- **Goal of the exercise**: What you give must be exactly the lines of the material from the first through the line that contains "use synapse::adapters::sandbox::MockSandbox;", inclusive, and no others.

- **Material for the task**:
--- START ---
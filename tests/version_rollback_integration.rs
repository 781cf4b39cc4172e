//! Fast-rollback flow: a deployed version whose signature broke is
//! detected from the execution record and rolled back, restoring the
//! previous source on disk and in the registry.

use std::sync::Arc;

use serde_json::json;
use tempfile::TempDir;

use synapse::adapters::sandbox::MockSandbox;
use synapse::adapters::storage::{InMemoryExecutionStore, InMemoryVersionStore};
use synapse::adapters::tools::FsToolSourceStore;
use synapse::application::registry::ToolRegistry;
use synapse::application::version_manager::VersionManager;
use synapse::domain::foundation::{GoalId, VersionId};
use synapse::domain::goal::{GoalExecution, ToolExecutionRecord};
use synapse::domain::versioning::{CreatedBy, ImprovementType, RollbackTrigger};
use synapse::ports::{ExecutionStore, ToolSourceStore, VersionStore};

const V1_SOURCE: &str = "\
class GreeterTool:
    def execute(self, name):
        return {\"greeting\": \"hello \" + name}
";

const V2_BROKEN_SOURCE: &str = "\
class GreeterTool:
    def execute(self):
        return {\"greeting\": \"hello\"}
";

struct Fixture {
    manager: VersionManager,
    version_store: Arc<InMemoryVersionStore>,
    execution_store: Arc<InMemoryExecutionStore>,
    source_store: Arc<FsToolSourceStore>,
    registry: Arc<ToolRegistry>,
    _dir: TempDir,
}

async fn fixture() -> Fixture {
    let dir = TempDir::new().unwrap();
    let source_store = Arc::new(FsToolSourceStore::new(dir.path()));
    source_store.write_source("greeter", V1_SOURCE).await.unwrap();

    let registry = Arc::new(ToolRegistry::from_sources(
        source_store.clone(),
        Arc::new(MockSandbox::new()),
    ));
    registry.refresh().await.unwrap();

    let version_store = Arc::new(InMemoryVersionStore::new());
    let execution_store = Arc::new(InMemoryExecutionStore::new());
    let manager = VersionManager::new(version_store.clone(), execution_store.clone())
        .with_deployment_targets(source_store.clone(), registry.clone());

    Fixture {
        manager,
        version_store,
        execution_store,
        source_store,
        registry,
        _dir: dir,
    }
}

async fn deploy(fixture: &Fixture, code: &str, improvement_type: ImprovementType) -> VersionId {
    let id = fixture
        .manager
        .create_version(
            "greeter",
            code,
            CreatedBy::Autonomous,
            improvement_type,
            Some("deploy".to_string()),
            None,
            true,
        )
        .await
        .unwrap();
    fixture
        .source_store
        .write_source("greeter", code)
        .await
        .unwrap();
    fixture.registry.refresh().await.unwrap();
    id
}

async fn record_signature_failures(fixture: &Fixture, count: usize) {
    let execution = GoalExecution::started(GoalId::new(), "greet Ada");
    fixture
        .execution_store
        .store_execution(&execution)
        .await
        .unwrap();
    for _ in 0..count {
        fixture
            .execution_store
            .store_tool_execution(&ToolExecutionRecord::failed(
                execution.execution_id,
                "greeter",
                json!({"name": "Ada"}),
                "TypeError: execute() got an unexpected keyword argument 'name'",
                12,
            ))
            .await
            .unwrap();
    }
}

#[tokio::test]
async fn signature_breakage_is_detected_and_rolled_back() {
    let f = fixture().await;
    let v1 = deploy(&f, V1_SOURCE, ImprovementType::Initial).await;
    let v2 = deploy(&f, V2_BROKEN_SOURCE, ImprovementType::Enhancement).await;
    assert_ne!(v1, v2);

    // Three consecutive TypeErrors inside the five-minute window.
    record_signature_failures(&f, 3).await;

    let check = f
        .manager
        .check_immediate_rollback_needed("greeter")
        .await
        .unwrap();
    assert!(check.needed);
    assert_eq!(check.trigger, Some(RollbackTrigger::SignatureChange));

    f.manager
        .rollback_to_version("greeter", v1, "signature_change", CreatedBy::Autonomous)
        .await
        .unwrap();

    // The store shows v1 current and v2 rolled back...
    let current = f.version_store.current_version("greeter").await.unwrap().unwrap();
    assert_eq!(current.version_id, v1);
    let outgoing = f.version_store.get_version(&v2).await.unwrap().unwrap();
    assert!(outgoing.was_rolled_back);
    assert_eq!(outgoing.replaced_by_version_id, Some(v1));
    assert_eq!(outgoing.rollback_reason.as_deref(), Some("signature_change"));

    // ...the old source is live on disk again...
    let live = f.source_store.read_source("greeter").await.unwrap();
    assert!(live.contains("def execute(self, name)"));

    // ...and the rollback left an audit trail.
    let deployments = f
        .version_store
        .deployment_history("greeter", 10)
        .await
        .unwrap();
    assert!(deployments
        .iter()
        .any(|d| d.deployment_type == "rollback" && d.version_id == v1));
    assert!(deployments
        .iter()
        .any(|d| d.version_id == v2 && d.undeployed_at.is_some() && !d.was_successful));
}

#[tokio::test]
async fn two_recent_failures_are_not_enough_to_trigger() {
    let f = fixture().await;
    deploy(&f, V1_SOURCE, ImprovementType::Initial).await;
    record_signature_failures(&f, 2).await;

    let check = f
        .manager
        .check_immediate_rollback_needed("greeter")
        .await
        .unwrap();
    assert!(!check.needed);
}

#[tokio::test]
async fn redeploying_identical_code_reuses_the_version_row() {
    let f = fixture().await;
    let v1 = deploy(&f, V1_SOURCE, ImprovementType::Initial).await;
    let v2 = deploy(&f, V2_BROKEN_SOURCE, ImprovementType::Enhancement).await;

    // Rolling forward to code identical to v1 re-points rather than
    // growing the history.
    let v3 = deploy(&f, V1_SOURCE, ImprovementType::Bugfix).await;
    assert_eq!(v3, v1);
    assert_ne!(v3, v2);
    assert_eq!(f.version_store.versions_for("greeter").len(), 2);
}

#[tokio::test]
async fn repeated_rollback_is_a_noop_beyond_the_audit_row() {
    let f = fixture().await;
    let v1 = deploy(&f, V1_SOURCE, ImprovementType::Initial).await;
    deploy(&f, V2_BROKEN_SOURCE, ImprovementType::Enhancement).await;

    f.manager
        .rollback_to_version("greeter", v1, "first", CreatedBy::Autonomous)
        .await
        .unwrap();
    let versions_before = f.version_store.versions_for("greeter").len();
    let deployments_before = f
        .version_store
        .deployment_history("greeter", 50)
        .await
        .unwrap()
        .len();

    f.manager
        .rollback_to_version("greeter", v1, "second", CreatedBy::Autonomous)
        .await
        .unwrap();

    assert_eq!(f.version_store.versions_for("greeter").len(), versions_before);
    let deployments_after = f
        .version_store
        .deployment_history("greeter", 50)
        .await
        .unwrap()
        .len();
    assert_eq!(deployments_after, deployments_before + 1);

    let current = f.version_store.current_version("greeter").await.unwrap().unwrap();
    assert_eq!(current.version_id, v1);
}
//! Strongly-typed identifier value objects.

use serde::{Deserialize, Serialize};
use std::fmt;
use std::str::FromStr;
use uuid::Uuid;

/// Unique identifier for a user-submitted goal.
#[derive(Debug, Clone, Copy, PartialEq, Eq, Hash, Serialize, Deserialize)]
#[serde(transparent)]
pub struct GoalId(Uuid);

impl GoalId {
    /// Creates a new random GoalId.
    pub fn new() -> Self {
        Self(Uuid::new_v4())
    }

    /// Creates a GoalId from an existing UUID.
    pub fn from_uuid(uuid: Uuid) -> Self {
        Self(uuid)
    }

    /// Returns the inner UUID.
    pub fn as_uuid(&self) -> &Uuid {
        &self.0
    }
}

impl Default for GoalId {
    fn default() -> Self {
        Self::new()
    }
}

impl fmt::Display for GoalId {
    fn fmt(&self, f: &mut fmt::Formatter<'_>) -> fmt::Result {
        write!(f, "{}", self.0)
    }
}

impl FromStr for GoalId {
    type Err = uuid::Error;

    fn from_str(s: &str) -> Result<Self, Self::Err> {
        Ok(Self(Uuid::parse_str(s)?))
    }
}

/// Unique identifier for a recorded goal execution.
#[derive(Debug, Clone, Copy, PartialEq, Eq, Hash, Serialize, Deserialize)]
#[serde(transparent)]
pub struct ExecutionId(Uuid);

impl ExecutionId {
    /// Creates a new random ExecutionId.
    pub fn new() -> Self {
        Self(Uuid::new_v4())
    }

    /// Creates an ExecutionId from an existing UUID.
    pub fn from_uuid(uuid: Uuid) -> Self {
        Self(uuid)
    }

    /// Returns the inner UUID.
    pub fn as_uuid(&self) -> &Uuid {
        &self.0
    }
}

impl Default for ExecutionId {
    fn default() -> Self {
        Self::new()
    }
}

impl fmt::Display for ExecutionId {
    fn fmt(&self, f: &mut fmt::Formatter<'_>) -> fmt::Result {
        write!(f, "{}", self.0)
    }
}

impl FromStr for ExecutionId {
    type Err = uuid::Error;

    fn from_str(s: &str) -> Result<Self, Self::Err> {
        Ok(Self(Uuid::parse_str(s)?))
    }
}

/// Identifier of a tool version row.
///
/// Assigned by the version store. Version numbers (not ids) are dense
/// per tool.
#[derive(Debug, Clone, Copy, PartialEq, Eq, Hash, Serialize, Deserialize)]
#[serde(transparent)]
pub struct VersionId(i64);

impl VersionId {
    /// Wraps a raw store identifier.
    pub fn new(id: i64) -> Self {
        Self(id)
    }

    /// Returns the raw identifier.
    pub fn value(&self) -> i64 {
        self.0
    }
}

impl fmt::Display for VersionId {
    fn fmt(&self, f: &mut fmt::Formatter<'_>) -> fmt::Result {
        write!(f, "{}", self.0)
    }
}

/// Identifier of a version deployment audit row.
#[derive(Debug, Clone, Copy, PartialEq, Eq, Hash, Serialize, Deserialize)]
#[serde(transparent)]
pub struct DeploymentId(i64);

impl DeploymentId {
    /// Wraps a raw store identifier.
    pub fn new(id: i64) -> Self {
        Self(id)
    }

    /// Returns the raw identifier.
    pub fn value(&self) -> i64 {
        self.0
    }
}

impl fmt::Display for DeploymentId {
    fn fmt(&self, f: &mut fmt::Formatter<'_>) -> fmt::Result {
        write!(f, "{}", self.0)
    }
}
//! Application configuration module
//!
//! Type-safe configuration loading from environment variables using the
//! `config` and `dotenvy` crates. Variables use the `SYNAPSE` prefix and
//! `__` as the nesting separator:
//!
//! - `SYNAPSE__SERVER__PORT=8000` -> `server.port`
//! - `SYNAPSE__DATABASE__PASSWORD=...` -> `database.password`
//! - `SYNAPSE__ENGINE__ENABLE_AUTO_IMPROVEMENT=true`
//!
//! # Example
//!
//! ```no_run
//! use synapse::config::AppConfig;
//!
//! let config = AppConfig::load().expect("Failed to load configuration");
//! config.validate().expect("Invalid configuration");
//! ```

mod ai;
mod database;
mod engine;
mod error;
mod server;

pub use ai::AiConfig;
pub use database::DatabaseConfig;
pub use engine::EngineConfig;
pub use error::{ConfigError, ConfigValidationError};
pub use server::ServerConfig;

use serde::Deserialize;

/// Root application configuration.
#[derive(Debug, Clone, Deserialize)]
pub struct AppConfig {
    /// Server configuration (host, port, bearer token).
    #[serde(default)]
    pub server: ServerConfig,

    /// Database configuration (PostgreSQL connection).
    pub database: DatabaseConfig,

    /// Model endpoints (language model + embeddings).
    #[serde(default)]
    pub ai: AiConfig,

    /// Engine behaviour and feature flags.
    #[serde(default)]
    pub engine: EngineConfig,
}

impl AppConfig {
    /// Loads configuration from the environment (and a `.env` file in
    /// development).
    pub fn load() -> Result<Self, ConfigError> {
        dotenvy::dotenv().ok();

        let config = config::Config::builder()
            .add_source(
                config::Environment::default()
                    .prefix("SYNAPSE")
                    .separator("__"),
            )
            .build()?
            .try_deserialize()?;

        Ok(config)
    }

    /// Semantic validation of all sections.
    pub fn validate(&self) -> Result<(), ConfigValidationError> {
        self.server.validate()?;
        self.database.validate()?;
        self.ai.validate()?;
        self.engine.validate()?;
        Ok(())
    }
}

#[cfg(test)]
mod tests {
    use super::*;
    use secrecy::Secret;

    #[test]
    fn full_config_validates() {
        let config = AppConfig {
            server: ServerConfig::default(),
            database: DatabaseConfig {
                host: "localhost".to_string(),
                port: 5432,
                database: "synapse".to_string(),
                user: "synapse".to_string(),
                password: Secret::new("pw".to_string()),
                min_connections: 1,
                max_connections: 5,
            },
            ai: AiConfig::default(),
            engine: EngineConfig::default(),
        };
        assert!(config.validate().is_ok());
    }
}
//! Version Store Port - persistence for tool version history.
//!
//! The store owns the invariants that need transactional enforcement:
//! dense version numbers, the single `is_current` pointer per tool, and
//! the deployment audit rows written alongside transitions. Decision
//! logic (hash deduplication, fast-rollback heuristics, diff generation)
//! lives in the application-level version manager.

use async_trait::async_trait;

use crate::domain::foundation::VersionId;
use crate::domain::versioning::{
    CreatedBy, NewToolVersion, ToolVersion, VersionDeployment, VersionDiff, VersionMetricsUpdate,
};

use super::StoreError;

/// Port over the tool version tables.
#[async_trait]
pub trait VersionStore: Send + Sync {
    /// Inserts a new version row, assigning the next dense version number
    /// for the tool, appending a deployment row, and stamping deployment
    /// timestamps. When `set_as_current` is true the `is_current` pointer
    /// is transferred in the same transaction.
    async fn insert_version(
        &self,
        new: NewToolVersion,
        set_as_current: bool,
    ) -> Result<ToolVersion, StoreError>;

    /// Re-points `is_current` to an existing version (hash-dedupe path).
    /// Atomic per tool; no new rows are written.
    async fn set_current(&self, tool_name: &str, version_id: VersionId)
        -> Result<(), StoreError>;

    /// Performs the full rollback transition in one transaction: marks the
    /// outgoing current version rolled back (reason + replaced-by), closes
    /// its open deployment as unsuccessful, re-points `is_current` to the
    /// target, appends a deployment of type "rollback", and bumps the
    /// target's deployment counters. Returns the target version.
    async fn rollback_transition(
        &self,
        tool_name: &str,
        target: VersionId,
        reason: &str,
        deployed_by: CreatedBy,
    ) -> Result<ToolVersion, StoreError>;

    /// Fetches a version by id.
    async fn get_version(&self, version_id: &VersionId)
        -> Result<Option<ToolVersion>, StoreError>;

    /// Finds an existing version of this tool with the given content hash
    /// (highest version number wins).
    async fn find_by_hash(
        &self,
        tool_name: &str,
        code_hash: &str,
    ) -> Result<Option<ToolVersion>, StoreError>;

    /// The current version of a tool, if any.
    async fn current_version(&self, tool_name: &str)
        -> Result<Option<ToolVersion>, StoreError>;

    /// Version history, newest first.
    async fn version_history(
        &self,
        tool_name: &str,
        limit: usize,
    ) -> Result<Vec<ToolVersion>, StoreError>;

    /// Deployment audit rows for a tool, newest first.
    async fn deployment_history(
        &self,
        tool_name: &str,
        limit: usize,
    ) -> Result<Vec<VersionDeployment>, StoreError>;

    /// A cached diff between two versions, if one was computed before.
    async fn find_diff(
        &self,
        from: &VersionId,
        to: &VersionId,
    ) -> Result<Option<VersionDiff>, StoreError>;

    /// Caches a computed diff.
    async fn store_diff(&self, diff: &VersionDiff) -> Result<(), StoreError>;

    /// Overwrites the derived performance counters of a version.
    async fn update_version_metrics(
        &self,
        version_id: &VersionId,
        metrics: VersionMetricsUpdate,
    ) -> Result<(), StoreError>;
}

#[cfg(test)]
mod tests {
    use super::*;

    #[tokio::test]
    async fn version_store_trait_is_send_sync() {
        fn assert_send_sync<T: Send + Sync + ?Sized>() {}
        assert_send_sync::<dyn VersionStore>();
    }
}
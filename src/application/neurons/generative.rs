//! Generative Responder - answers goals that need no tools.

use std::sync::Arc;

use crate::ports::LanguageModel;

use super::NeuronError;

pub struct GenerativeResponder {
    model: Arc<dyn LanguageModel>,
}

impl GenerativeResponder {
    pub fn new(model: Arc<dyn LanguageModel>) -> Self {
        Self { model }
    }

    /// Produces a free-form answer to the goal.
    pub async fn respond(&self, goal: &str) -> Result<String, NeuronError> {
        let prompt = format!(
            "You are a helpful assistant. Respond to the following request \
             directly and concisely.\n\nRequest: {}",
            goal
        );
        Ok(self.model.generate(&prompt).await?)
    }
}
--- END ---
- **Expected answer**:
filename tests/version_rollback_integration.rs
repository 781cf4b39cc4172e
//! Fast-rollback flow: a deployed version whose signature broke is
//! detected from the execution record and rolled back, restoring the
//! previous source on disk and in the registry.

use std::sync::Arc;

use serde_json::json;
use tempfile::TempDir;

use synapse::adapters::sandbox::MockSandbox;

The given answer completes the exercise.